(Stored records)

================================

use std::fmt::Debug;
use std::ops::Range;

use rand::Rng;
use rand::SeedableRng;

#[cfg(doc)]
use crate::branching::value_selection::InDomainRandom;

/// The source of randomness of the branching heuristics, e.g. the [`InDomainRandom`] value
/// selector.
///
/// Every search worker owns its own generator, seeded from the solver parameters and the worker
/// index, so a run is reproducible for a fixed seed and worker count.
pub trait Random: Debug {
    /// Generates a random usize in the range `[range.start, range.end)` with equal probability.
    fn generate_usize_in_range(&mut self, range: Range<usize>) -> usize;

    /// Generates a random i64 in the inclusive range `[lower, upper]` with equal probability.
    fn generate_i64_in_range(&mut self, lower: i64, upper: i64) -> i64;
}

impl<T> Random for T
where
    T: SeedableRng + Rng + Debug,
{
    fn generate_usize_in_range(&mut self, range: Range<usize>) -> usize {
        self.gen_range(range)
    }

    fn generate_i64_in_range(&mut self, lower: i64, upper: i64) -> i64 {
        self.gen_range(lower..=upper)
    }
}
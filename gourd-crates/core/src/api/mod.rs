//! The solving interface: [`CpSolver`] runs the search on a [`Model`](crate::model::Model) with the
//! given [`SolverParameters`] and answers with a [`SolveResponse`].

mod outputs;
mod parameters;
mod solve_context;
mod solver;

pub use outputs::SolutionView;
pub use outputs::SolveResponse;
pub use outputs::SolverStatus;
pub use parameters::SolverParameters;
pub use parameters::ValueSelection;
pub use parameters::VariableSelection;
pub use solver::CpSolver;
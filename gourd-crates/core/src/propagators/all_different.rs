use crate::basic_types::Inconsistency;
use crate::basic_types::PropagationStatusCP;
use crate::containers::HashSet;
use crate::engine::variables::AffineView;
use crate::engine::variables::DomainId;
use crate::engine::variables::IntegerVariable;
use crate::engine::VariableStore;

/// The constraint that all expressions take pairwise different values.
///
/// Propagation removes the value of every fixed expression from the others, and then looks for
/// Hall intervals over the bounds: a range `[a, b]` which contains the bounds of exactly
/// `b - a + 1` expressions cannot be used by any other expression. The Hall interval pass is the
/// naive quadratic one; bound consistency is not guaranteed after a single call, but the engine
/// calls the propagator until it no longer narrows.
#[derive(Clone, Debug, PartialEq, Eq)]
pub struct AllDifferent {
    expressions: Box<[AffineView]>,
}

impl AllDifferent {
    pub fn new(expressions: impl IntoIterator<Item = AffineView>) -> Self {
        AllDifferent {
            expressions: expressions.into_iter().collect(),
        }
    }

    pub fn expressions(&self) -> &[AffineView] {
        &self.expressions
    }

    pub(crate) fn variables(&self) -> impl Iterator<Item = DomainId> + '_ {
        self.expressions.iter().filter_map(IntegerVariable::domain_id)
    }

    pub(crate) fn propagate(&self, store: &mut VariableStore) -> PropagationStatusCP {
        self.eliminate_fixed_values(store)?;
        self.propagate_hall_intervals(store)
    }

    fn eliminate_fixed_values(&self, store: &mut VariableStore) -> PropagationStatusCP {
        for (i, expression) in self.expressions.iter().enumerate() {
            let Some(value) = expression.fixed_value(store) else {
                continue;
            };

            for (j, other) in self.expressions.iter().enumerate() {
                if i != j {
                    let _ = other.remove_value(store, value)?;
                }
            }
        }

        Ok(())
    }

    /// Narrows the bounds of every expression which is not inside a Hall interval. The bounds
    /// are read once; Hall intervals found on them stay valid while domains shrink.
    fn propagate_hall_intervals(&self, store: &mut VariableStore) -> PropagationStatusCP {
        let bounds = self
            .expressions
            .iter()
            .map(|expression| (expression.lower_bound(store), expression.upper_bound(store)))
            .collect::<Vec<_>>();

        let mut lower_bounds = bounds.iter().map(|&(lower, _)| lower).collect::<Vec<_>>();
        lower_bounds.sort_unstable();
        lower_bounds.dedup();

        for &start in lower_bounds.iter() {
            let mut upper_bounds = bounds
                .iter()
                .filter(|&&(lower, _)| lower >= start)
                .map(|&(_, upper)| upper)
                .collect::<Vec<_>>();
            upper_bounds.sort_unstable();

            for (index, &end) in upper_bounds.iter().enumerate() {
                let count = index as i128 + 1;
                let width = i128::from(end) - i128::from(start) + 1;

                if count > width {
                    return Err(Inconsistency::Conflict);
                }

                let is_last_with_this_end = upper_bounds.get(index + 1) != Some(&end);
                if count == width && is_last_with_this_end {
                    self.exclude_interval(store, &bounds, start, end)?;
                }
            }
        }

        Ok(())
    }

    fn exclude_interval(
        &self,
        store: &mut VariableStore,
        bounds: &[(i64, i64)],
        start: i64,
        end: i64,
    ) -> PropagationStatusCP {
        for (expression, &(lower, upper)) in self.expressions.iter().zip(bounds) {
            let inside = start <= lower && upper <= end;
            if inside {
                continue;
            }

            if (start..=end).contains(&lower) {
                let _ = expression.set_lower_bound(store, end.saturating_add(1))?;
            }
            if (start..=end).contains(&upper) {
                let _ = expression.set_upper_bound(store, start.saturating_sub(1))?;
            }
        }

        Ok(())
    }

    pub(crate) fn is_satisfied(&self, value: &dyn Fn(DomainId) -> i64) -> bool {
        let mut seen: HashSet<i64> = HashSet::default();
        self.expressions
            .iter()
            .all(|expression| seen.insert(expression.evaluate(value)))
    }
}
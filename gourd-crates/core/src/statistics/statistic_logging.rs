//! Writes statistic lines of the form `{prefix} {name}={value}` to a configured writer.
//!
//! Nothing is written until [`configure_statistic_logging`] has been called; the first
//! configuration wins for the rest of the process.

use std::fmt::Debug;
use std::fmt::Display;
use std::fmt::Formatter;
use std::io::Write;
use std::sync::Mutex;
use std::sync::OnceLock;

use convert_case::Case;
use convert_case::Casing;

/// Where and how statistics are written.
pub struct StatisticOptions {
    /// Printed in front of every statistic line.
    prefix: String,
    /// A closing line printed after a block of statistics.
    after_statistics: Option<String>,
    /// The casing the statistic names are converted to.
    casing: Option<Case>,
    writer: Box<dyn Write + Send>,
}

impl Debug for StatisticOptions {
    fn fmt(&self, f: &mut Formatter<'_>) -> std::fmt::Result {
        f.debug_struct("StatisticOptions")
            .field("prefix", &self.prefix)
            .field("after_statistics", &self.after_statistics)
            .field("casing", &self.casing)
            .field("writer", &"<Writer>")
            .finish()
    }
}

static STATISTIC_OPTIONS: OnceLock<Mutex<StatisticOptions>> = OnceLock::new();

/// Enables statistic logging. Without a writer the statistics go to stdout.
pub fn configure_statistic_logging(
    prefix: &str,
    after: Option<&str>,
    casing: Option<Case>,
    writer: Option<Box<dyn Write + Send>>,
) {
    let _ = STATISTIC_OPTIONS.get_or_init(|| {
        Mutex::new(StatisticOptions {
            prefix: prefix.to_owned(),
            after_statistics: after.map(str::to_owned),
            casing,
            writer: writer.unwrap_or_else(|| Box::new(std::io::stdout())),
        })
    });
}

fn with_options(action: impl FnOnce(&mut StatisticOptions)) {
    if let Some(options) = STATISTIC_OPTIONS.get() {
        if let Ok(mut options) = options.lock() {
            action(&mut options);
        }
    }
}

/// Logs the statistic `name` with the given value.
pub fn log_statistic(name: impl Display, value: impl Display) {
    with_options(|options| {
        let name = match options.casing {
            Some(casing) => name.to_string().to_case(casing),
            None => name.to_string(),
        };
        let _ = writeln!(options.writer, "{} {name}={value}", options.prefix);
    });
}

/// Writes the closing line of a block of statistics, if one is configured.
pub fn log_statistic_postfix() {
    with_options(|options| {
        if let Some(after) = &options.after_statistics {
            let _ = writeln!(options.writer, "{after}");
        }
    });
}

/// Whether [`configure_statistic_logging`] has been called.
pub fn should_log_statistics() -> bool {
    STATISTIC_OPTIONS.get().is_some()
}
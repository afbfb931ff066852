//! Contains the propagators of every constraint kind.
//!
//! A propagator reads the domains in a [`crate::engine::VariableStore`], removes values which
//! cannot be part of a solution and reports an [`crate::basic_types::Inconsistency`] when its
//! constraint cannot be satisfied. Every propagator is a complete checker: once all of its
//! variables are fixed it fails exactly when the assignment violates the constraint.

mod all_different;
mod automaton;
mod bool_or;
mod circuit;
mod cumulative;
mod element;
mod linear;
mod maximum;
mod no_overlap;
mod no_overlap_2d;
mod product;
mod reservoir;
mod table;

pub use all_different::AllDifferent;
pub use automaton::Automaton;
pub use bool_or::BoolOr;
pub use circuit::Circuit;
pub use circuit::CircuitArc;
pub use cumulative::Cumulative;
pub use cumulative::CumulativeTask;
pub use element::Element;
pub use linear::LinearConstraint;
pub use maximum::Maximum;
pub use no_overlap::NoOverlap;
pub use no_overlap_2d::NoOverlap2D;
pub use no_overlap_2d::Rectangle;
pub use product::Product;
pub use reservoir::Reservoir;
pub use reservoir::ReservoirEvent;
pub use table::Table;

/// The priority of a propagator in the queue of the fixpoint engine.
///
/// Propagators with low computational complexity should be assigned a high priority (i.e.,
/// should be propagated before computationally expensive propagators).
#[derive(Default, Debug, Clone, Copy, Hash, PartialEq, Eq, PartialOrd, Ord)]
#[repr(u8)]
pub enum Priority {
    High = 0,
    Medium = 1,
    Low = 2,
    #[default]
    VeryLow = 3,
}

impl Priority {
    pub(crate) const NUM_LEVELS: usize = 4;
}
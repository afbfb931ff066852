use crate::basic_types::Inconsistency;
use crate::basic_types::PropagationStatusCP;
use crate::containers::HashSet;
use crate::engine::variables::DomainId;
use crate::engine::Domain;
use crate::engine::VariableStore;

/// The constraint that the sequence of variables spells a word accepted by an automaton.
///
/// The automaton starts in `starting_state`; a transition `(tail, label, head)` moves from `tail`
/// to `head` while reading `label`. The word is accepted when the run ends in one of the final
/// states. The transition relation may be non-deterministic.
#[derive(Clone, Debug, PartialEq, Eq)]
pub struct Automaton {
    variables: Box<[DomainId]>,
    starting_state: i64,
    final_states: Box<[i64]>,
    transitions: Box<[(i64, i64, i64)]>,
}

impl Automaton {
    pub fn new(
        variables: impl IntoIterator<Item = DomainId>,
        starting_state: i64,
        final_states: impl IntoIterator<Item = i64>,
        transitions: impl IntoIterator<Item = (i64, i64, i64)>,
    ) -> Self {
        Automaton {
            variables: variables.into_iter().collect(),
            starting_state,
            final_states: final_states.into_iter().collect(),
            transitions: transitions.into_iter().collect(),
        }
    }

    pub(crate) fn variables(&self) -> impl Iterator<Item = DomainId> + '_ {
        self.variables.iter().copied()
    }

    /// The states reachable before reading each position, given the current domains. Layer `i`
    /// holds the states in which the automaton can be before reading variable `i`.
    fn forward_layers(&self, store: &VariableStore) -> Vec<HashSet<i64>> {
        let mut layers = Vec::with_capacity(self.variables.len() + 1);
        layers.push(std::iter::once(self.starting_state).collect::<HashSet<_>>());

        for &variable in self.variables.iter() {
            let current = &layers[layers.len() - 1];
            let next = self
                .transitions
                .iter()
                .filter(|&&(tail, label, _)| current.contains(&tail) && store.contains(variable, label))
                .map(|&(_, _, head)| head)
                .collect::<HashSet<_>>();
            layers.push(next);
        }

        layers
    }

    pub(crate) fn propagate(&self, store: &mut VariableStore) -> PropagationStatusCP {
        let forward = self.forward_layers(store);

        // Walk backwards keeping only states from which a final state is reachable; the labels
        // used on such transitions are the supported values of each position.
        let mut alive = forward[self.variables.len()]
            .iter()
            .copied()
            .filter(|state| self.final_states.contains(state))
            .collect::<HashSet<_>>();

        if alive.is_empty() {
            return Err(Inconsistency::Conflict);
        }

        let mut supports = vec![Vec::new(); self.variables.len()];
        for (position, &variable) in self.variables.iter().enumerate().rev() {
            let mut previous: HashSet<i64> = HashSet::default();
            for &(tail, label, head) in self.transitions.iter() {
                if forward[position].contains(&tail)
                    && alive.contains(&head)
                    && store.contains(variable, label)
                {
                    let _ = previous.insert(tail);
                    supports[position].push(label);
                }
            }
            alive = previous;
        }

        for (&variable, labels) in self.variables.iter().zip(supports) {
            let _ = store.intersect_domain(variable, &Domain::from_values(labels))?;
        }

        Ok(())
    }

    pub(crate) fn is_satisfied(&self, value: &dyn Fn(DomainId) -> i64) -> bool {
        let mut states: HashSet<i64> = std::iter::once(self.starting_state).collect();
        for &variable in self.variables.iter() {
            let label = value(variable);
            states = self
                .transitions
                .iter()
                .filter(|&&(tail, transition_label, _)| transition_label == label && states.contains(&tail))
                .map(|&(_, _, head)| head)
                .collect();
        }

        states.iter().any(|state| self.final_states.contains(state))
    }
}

================================

Task requirements:
Starting with the line with "The source of" above and going on through the line with "pub trait Random: Debug", transcribe every line exactly, both ends included, and add nothing.

Expected answer:
/// The source of randomness of the branching heuristics, e.g. the [`InDomainRandom`] value
/// selector.
///
/// Every search worker owns its own generator, seeded from the solver parameters and the worker
/// index, so a run is reproducible for a fixed seed and worker count.
pub trait Random: Debug {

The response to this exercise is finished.